LAUSR

Abstract Control of plant viruses by cross‐protection is limited by the availability of effective protective strains. Incorporation of an NIa‐protease processing site in the extreme N‐terminal region of the helper component protease (HC‐Pro) of turnip mosaic virus (TuMV) resulted in a mutant virus TuHNDI that induced highly attenuated symptoms. Recombination analysis verified that two variations, F7I mutation and amino acid 7‐upstream‐deletion, in HC‐Pro co‐determined TuHNDI attenuation. TuHNDI provided complete protection to Nicotiana benthamiana and Brassica campestris subsp. chinensis plants against infection by the severe parental strain. Aphid transmission tests revealed that TuHNDI was not aphid‐transmissible. An RNA silencing suppression (RSS) assay by agroinfiltration suggested the RSS‐defective nature of the mutant HC‐Pro. In the context (amino acids 3–17) encompassing the two variations of HC‐Pro, we uncovered an FWKG−α‐helix 1 (αH1) element that influenced the functions of aphid transmission and RSS, whose motifs were located far downstream.
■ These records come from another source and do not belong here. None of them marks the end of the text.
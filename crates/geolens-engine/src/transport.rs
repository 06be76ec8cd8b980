use std::collections::BTreeMap;
use std::sync::Arc;

use geolens_contracts::analysis::ImagePayload;
use geolens_contracts::chat::ChatRole;
use geolens_contracts::error::ContractResult;
use geolens_contracts::models;
use serde_json::Value;

use crate::config::EngineConfig;
use crate::dryrun::DryrunTransport;
use crate::gemini::GeminiTransport;

#[derive(Debug, Clone, Copy, PartialEq, Eq)]
pub enum Capability {
    Structured,
    Grounded,
    Conversational,
}

impl Capability {
    pub fn as_str(&self) -> &'static str {
        match self {
            Self::Structured => models::STRUCTURED,
            Self::Grounded => models::GROUNDED,
            Self::Conversational => models::CONVERSATIONAL,
        }
    }
}

#[derive(Debug, Clone, PartialEq, Eq)]
pub struct HistoryTurn {
    pub role: ChatRole,
    pub text: String,
}

/// One outbound call: target capability, payload, and per-capability config.
#[derive(Debug, Clone, PartialEq)]
pub struct TransportRequest {
    pub capability: Capability,
    pub model: String,
    pub prompt: String,
    pub image: Option<ImagePayload>,
    pub history: Vec<HistoryTurn>,
    pub response_schema: Option<Value>,
    pub web_search: bool,
    pub system_instruction: Option<String>,
    pub thinking_budget: Option<u32>,
}

impl TransportRequest {
    fn base(capability: Capability, model: &str, prompt: String) -> Self {
        Self {
            capability,
            model: model.to_string(),
            prompt,
            image: None,
            history: Vec::new(),
            response_schema: None,
            web_search: false,
            system_instruction: None,
            thinking_budget: None,
        }
    }

    pub fn structured(model: &str, image: ImagePayload, prompt: String, schema: Value) -> Self {
        let mut request = Self::base(Capability::Structured, model, prompt);
        request.image = Some(image);
        request.response_schema = Some(schema);
        request
    }

    pub fn grounded(model: &str, prompt: String) -> Self {
        let mut request = Self::base(Capability::Grounded, model, prompt);
        request.web_search = true;
        request
    }

    pub fn conversational(
        model: &str,
        persona: &str,
        history: Vec<HistoryTurn>,
        text: String,
    ) -> Self {
        let mut request = Self::base(Capability::Conversational, model, text);
        request.system_instruction = Some(persona.to_string());
        request.history = history;
        request
    }

    pub fn with_thinking_budget(mut self, budget: Option<u32>) -> Self {
        self.thinking_budget = budget;
        self
    }
}

#[derive(Debug, Clone, Default, PartialEq, Eq)]
pub struct RawCitation {
    pub title: Option<String>,
    pub uri: Option<String>,
}

/// Upstream reply, reduced to what the contracts read.
#[derive(Debug, Clone, Default, PartialEq, Eq)]
pub struct RawReply {
    pub text: String,
    pub citations: Vec<RawCitation>,
    pub finish_reason: Option<String>,
    pub model: String,
    pub input_tokens: Option<i64>,
    pub output_tokens: Option<i64>,
}

pub trait Transport: Send + Sync {
    fn name(&self) -> &str;
    fn call(&self, request: &TransportRequest) -> ContractResult<RawReply>;
}

#[derive(Default)]
pub struct TransportRegistry {
    transports: BTreeMap<String, Arc<dyn Transport>>,
}

impl TransportRegistry {
    pub fn new() -> Self {
        Self::default()
    }

    pub fn register<T: Transport + 'static>(&mut self, transport: T) {
        self.transports
            .insert(transport.name().to_string(), Arc::new(transport));
    }

    pub fn get(&self, name: &str) -> Option<Arc<dyn Transport>> {
        self.transports.get(name).cloned()
    }

    pub fn names(&self) -> Vec<String> {
        self.transports.keys().cloned().collect()
    }
}

pub fn default_transport_registry(config: &EngineConfig) -> TransportRegistry {
    let mut transports = TransportRegistry::new();
    transports.register(DryrunTransport);
    transports.register(GeminiTransport::new(config));
    transports
}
We further demonstrated that HC‐Pro F7 was a critical residue on αH1 for HC‐Pro functions and that reinstating αH1 in the RSS‐defective HC‐Pro of TuHNDI restored the protein's RSS function. Yeast two‐hybrid and bimolecular fluorescence complementation assays indicated the FWKG−αH1 element as an integral part of the HC‐Pro self‐interaction domain. The possibility of regulation of the mechanistically independent functions of RSS and aphid transmission by the FWKG−αH1 element is discussed. Extension of TuMV HC‐Pro FWKG−αH1 variations to another potyvirus, zucchini yellow mosaic virus, also generated nonaphid‐transmissible cross‐protective mutant viruses. Hence, the modification of the FWKG−αH1 element can generate effective attenuated viruses for the control of potyviruses by cross‐protection.